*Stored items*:
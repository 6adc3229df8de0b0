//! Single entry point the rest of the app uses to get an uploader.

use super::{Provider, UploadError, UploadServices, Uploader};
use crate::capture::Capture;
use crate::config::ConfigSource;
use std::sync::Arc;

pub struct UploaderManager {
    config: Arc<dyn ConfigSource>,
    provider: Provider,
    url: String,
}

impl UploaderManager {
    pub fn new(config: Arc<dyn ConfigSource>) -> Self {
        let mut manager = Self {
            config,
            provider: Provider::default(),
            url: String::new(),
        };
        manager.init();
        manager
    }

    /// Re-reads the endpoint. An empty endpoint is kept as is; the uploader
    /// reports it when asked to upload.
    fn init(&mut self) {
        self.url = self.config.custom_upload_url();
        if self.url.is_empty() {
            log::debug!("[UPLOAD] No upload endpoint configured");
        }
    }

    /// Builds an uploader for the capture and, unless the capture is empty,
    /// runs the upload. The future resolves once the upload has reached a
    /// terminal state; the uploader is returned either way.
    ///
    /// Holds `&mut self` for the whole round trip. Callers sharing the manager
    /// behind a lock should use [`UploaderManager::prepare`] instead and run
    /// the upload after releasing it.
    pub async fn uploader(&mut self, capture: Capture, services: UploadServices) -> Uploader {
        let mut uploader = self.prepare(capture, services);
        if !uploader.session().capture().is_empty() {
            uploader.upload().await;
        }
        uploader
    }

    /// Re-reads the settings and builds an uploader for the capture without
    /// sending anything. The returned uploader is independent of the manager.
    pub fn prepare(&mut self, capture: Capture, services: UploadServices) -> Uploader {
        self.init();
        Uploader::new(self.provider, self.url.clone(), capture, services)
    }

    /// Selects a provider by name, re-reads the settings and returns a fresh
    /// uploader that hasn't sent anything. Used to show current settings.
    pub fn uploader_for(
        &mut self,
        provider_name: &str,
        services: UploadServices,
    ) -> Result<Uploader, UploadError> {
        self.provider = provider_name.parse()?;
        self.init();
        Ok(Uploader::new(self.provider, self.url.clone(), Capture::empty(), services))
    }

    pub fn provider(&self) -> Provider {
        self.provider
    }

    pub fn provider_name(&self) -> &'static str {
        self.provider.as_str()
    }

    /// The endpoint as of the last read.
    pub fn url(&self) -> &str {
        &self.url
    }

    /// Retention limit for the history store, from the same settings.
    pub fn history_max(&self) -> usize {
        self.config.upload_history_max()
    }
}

*TASK GOAL*: Which of the lines above mention the word "ConfigSource"? Pull those lines out.

*OUTPUT FOR THIS TASK*:
use crate::config::ConfigSource;
    config: Arc<dyn ConfigSource>,
    pub fn new(config: Arc<dyn ConfigSource>) -> Self {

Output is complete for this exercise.